* Recorded data *

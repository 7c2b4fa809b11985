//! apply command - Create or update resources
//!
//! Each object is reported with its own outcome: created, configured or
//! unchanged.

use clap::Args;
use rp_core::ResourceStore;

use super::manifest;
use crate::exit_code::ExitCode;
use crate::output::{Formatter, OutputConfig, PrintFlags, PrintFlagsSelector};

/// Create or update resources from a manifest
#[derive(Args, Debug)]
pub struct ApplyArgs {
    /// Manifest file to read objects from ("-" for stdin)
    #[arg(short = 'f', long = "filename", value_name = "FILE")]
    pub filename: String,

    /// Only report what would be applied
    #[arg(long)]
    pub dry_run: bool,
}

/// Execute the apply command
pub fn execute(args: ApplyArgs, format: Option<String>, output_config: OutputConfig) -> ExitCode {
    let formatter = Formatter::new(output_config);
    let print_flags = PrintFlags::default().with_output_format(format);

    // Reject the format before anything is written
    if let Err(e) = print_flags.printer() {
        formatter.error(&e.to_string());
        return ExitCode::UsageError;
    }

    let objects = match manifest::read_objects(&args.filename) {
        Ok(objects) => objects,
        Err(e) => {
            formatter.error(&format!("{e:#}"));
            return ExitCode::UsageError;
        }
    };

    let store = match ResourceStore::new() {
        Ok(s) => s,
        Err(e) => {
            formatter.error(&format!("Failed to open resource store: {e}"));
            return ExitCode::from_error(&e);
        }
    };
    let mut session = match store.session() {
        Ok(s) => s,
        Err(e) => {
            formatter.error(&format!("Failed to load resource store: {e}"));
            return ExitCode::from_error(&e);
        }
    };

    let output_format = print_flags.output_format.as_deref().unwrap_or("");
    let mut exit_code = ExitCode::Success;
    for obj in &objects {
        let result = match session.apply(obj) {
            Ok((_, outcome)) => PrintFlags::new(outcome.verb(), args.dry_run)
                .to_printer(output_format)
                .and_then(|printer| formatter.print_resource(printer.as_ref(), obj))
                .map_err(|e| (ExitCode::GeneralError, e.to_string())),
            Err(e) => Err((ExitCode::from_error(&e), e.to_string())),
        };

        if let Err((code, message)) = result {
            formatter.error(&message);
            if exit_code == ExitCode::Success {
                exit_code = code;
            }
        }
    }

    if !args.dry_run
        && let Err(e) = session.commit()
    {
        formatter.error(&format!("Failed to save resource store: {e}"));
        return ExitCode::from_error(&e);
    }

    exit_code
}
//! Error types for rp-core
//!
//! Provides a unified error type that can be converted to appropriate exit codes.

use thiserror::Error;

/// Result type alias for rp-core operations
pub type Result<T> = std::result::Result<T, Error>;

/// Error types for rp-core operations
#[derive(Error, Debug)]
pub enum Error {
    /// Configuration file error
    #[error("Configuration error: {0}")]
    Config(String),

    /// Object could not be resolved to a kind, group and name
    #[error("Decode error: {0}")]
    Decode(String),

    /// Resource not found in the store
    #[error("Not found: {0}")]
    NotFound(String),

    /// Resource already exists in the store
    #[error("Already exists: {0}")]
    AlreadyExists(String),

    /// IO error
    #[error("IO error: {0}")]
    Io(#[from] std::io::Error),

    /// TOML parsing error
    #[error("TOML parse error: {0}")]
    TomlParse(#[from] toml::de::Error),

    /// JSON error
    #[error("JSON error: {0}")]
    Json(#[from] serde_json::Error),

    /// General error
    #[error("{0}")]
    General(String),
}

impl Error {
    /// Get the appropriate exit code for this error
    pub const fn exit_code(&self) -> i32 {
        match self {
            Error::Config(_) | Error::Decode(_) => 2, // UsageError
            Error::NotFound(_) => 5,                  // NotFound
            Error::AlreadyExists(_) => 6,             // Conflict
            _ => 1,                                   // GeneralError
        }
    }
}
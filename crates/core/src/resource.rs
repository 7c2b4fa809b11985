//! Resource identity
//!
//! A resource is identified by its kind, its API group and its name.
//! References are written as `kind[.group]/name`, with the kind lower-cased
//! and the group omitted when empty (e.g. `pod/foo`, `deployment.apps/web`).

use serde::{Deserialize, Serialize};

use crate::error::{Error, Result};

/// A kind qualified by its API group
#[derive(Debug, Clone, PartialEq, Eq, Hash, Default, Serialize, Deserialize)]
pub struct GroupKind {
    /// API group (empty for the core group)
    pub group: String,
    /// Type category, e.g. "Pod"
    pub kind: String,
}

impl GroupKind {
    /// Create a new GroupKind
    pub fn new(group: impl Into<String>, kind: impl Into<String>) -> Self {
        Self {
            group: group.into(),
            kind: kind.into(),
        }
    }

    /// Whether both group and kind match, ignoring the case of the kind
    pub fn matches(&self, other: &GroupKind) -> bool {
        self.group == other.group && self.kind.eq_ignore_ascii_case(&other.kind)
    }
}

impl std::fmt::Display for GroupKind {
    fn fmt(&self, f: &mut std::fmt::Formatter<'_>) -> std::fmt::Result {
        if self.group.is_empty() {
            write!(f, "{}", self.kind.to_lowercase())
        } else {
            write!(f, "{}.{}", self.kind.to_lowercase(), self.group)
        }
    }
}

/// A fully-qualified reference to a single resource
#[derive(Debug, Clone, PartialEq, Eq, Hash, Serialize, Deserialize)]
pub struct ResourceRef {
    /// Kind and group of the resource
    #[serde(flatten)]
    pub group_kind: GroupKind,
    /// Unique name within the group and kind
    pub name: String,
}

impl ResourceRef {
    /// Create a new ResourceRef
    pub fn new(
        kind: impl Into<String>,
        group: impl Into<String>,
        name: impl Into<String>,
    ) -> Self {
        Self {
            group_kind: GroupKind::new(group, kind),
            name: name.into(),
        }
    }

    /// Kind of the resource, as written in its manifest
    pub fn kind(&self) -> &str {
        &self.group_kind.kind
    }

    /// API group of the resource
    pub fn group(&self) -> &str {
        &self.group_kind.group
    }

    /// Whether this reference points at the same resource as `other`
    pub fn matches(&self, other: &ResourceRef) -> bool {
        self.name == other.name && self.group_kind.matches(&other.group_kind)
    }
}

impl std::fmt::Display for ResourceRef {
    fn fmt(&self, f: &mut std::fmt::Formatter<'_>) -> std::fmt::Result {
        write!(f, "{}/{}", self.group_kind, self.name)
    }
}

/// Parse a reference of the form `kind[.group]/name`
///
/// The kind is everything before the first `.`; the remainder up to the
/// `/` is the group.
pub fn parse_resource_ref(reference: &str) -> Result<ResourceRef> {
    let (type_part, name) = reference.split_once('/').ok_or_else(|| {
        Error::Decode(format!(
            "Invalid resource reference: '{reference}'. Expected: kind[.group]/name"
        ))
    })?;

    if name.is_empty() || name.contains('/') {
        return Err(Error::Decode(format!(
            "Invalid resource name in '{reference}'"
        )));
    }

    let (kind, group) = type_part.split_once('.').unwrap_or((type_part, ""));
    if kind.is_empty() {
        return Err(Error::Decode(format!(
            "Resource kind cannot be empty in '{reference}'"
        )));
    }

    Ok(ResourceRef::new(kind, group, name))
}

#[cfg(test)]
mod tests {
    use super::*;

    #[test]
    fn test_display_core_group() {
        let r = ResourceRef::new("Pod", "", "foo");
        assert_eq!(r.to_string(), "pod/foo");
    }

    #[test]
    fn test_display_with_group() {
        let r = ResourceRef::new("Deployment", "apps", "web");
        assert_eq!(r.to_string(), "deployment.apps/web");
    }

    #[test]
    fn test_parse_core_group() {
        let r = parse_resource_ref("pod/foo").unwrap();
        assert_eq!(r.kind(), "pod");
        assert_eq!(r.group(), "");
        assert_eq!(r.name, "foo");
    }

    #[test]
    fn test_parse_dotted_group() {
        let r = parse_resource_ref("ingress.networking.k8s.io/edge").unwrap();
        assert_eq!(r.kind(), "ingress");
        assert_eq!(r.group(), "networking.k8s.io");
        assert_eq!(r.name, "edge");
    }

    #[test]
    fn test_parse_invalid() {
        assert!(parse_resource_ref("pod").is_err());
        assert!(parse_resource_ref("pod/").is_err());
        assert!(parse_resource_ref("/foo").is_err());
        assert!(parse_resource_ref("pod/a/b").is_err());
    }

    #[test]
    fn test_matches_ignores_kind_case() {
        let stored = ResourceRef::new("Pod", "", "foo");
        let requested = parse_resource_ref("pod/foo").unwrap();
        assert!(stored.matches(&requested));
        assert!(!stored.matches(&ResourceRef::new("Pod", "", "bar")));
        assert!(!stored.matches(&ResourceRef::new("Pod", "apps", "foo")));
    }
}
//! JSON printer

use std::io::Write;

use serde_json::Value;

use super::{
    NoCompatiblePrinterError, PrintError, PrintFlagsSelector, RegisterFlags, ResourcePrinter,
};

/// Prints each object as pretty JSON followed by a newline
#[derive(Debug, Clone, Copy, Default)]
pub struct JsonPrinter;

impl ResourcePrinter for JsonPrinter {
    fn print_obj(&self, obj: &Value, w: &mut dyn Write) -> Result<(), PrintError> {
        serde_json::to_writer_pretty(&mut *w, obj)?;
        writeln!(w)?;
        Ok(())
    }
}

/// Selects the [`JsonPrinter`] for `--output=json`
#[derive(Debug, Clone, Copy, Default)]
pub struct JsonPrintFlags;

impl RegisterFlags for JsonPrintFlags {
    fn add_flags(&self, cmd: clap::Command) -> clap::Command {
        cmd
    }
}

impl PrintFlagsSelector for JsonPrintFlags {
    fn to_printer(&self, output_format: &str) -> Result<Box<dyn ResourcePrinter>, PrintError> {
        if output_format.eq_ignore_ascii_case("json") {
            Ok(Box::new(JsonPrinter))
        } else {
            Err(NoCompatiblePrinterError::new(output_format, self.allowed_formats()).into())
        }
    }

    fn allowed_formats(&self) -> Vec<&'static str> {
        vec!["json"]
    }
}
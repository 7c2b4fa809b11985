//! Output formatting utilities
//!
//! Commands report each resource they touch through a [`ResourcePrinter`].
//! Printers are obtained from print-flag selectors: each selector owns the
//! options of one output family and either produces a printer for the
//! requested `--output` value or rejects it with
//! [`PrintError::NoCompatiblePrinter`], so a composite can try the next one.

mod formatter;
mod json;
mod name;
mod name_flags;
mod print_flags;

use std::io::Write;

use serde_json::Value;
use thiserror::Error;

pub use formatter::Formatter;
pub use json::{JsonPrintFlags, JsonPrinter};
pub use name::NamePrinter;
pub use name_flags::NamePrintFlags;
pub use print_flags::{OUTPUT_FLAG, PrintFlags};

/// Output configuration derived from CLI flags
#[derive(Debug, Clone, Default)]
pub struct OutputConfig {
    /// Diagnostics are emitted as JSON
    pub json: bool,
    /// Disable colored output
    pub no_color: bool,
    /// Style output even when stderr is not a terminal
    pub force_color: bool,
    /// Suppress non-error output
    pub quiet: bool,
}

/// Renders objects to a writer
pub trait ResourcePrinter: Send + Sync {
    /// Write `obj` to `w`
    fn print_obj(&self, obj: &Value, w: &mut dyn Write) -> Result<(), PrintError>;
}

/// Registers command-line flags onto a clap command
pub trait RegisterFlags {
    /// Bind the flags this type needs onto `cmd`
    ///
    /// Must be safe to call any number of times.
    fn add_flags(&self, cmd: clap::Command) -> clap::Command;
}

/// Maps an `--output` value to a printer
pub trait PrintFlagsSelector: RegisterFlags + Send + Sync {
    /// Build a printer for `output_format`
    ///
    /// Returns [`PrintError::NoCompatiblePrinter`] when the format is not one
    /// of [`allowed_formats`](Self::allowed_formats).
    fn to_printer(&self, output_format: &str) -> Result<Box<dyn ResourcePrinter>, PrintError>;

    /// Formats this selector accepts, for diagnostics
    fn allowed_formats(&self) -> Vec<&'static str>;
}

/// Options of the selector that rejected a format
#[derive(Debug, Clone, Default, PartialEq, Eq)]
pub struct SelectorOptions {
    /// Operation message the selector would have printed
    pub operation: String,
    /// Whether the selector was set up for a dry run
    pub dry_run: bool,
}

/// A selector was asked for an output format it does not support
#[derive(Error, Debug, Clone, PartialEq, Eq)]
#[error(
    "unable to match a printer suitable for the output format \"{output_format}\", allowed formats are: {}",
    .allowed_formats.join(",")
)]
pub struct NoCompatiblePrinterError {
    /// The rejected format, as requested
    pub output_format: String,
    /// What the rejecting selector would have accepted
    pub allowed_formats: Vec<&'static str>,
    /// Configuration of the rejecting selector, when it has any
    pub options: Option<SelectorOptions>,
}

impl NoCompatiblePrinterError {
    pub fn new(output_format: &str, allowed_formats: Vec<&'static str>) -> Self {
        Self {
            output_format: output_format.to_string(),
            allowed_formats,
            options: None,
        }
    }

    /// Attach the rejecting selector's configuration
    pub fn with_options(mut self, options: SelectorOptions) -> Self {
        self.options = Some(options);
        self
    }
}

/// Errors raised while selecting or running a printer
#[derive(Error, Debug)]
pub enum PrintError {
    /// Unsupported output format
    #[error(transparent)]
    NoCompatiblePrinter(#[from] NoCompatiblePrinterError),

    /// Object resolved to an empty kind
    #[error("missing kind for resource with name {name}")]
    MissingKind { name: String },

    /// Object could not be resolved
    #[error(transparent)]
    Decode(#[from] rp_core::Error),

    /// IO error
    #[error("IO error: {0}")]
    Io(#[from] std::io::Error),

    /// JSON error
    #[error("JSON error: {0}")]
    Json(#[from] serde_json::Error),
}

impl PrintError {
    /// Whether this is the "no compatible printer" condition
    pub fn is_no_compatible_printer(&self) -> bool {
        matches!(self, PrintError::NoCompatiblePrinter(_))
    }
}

* The problem *
In the entries above, identify every line with the word "bool". Copy those lines.

* Answer to the exercise *
    pub dry_run: bool,
    pub fn matches(&self, other: &GroupKind) -> bool {
    pub fn matches(&self, other: &ResourceRef) -> bool {
    pub json: bool,
    pub no_color: bool,
    pub force_color: bool,
    pub quiet: bool,
    pub dry_run: bool,
    pub fn is_no_compatible_printer(&self) -> bool {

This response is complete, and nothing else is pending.